Task to complete :: From the entries that follow, gather each line holding the word "matches".

(Data excerpts)
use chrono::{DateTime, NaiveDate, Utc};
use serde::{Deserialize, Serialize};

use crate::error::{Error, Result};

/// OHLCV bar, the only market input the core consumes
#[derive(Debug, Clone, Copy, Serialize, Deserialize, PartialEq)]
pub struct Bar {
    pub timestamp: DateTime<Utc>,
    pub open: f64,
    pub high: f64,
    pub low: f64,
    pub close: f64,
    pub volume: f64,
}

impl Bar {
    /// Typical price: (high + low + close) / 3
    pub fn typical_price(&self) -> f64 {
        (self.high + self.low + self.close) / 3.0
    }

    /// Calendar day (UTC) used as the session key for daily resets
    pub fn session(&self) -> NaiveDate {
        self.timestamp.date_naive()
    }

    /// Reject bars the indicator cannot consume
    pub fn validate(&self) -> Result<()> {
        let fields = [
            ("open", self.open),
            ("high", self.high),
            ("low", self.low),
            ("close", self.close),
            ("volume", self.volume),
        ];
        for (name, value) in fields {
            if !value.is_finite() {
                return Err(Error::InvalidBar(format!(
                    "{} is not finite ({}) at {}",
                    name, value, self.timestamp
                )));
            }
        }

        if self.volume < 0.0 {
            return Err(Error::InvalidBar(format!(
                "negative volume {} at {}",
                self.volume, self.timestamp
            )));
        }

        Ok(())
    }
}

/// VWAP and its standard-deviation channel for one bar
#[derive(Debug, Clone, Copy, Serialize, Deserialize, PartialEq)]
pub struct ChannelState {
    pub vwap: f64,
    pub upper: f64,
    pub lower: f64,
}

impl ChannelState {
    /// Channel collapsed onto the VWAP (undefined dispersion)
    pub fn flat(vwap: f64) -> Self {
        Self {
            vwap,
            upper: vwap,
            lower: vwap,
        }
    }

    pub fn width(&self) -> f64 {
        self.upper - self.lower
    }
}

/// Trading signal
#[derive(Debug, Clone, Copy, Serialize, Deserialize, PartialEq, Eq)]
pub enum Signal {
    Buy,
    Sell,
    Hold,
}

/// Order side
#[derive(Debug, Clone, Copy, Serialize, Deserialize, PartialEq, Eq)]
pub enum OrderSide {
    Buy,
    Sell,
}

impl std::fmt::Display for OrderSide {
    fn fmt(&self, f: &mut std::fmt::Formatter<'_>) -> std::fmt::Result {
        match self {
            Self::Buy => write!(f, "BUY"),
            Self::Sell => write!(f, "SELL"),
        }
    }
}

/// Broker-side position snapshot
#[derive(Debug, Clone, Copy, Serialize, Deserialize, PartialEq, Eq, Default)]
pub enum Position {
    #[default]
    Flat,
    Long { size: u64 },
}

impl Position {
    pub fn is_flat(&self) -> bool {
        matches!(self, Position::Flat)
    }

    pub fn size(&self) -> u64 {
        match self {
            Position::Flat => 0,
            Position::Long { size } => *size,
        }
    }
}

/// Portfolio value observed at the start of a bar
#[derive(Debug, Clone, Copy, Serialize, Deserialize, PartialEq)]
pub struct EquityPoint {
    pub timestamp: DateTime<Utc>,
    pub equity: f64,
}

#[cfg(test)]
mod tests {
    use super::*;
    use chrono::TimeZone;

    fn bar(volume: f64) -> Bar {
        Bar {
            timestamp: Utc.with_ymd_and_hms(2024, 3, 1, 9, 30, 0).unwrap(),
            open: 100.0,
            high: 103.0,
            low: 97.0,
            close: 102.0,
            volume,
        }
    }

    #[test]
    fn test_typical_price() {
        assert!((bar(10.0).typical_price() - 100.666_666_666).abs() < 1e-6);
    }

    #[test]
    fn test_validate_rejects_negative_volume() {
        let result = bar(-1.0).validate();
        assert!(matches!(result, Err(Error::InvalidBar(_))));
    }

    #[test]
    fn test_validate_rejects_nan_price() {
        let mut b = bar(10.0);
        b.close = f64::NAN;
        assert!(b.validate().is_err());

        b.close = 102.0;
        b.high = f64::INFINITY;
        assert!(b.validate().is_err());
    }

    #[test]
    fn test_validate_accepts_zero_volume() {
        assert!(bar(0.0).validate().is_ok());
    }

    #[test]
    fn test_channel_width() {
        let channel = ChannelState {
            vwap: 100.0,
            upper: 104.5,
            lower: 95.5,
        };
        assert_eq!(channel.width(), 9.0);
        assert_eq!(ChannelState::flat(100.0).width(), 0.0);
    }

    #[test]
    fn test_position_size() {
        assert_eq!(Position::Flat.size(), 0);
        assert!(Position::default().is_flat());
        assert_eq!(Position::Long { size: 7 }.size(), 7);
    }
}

Worked solution ::
        matches!(self, Position::Flat)
        assert!(matches!(result, Err(Error::InvalidBar(_))));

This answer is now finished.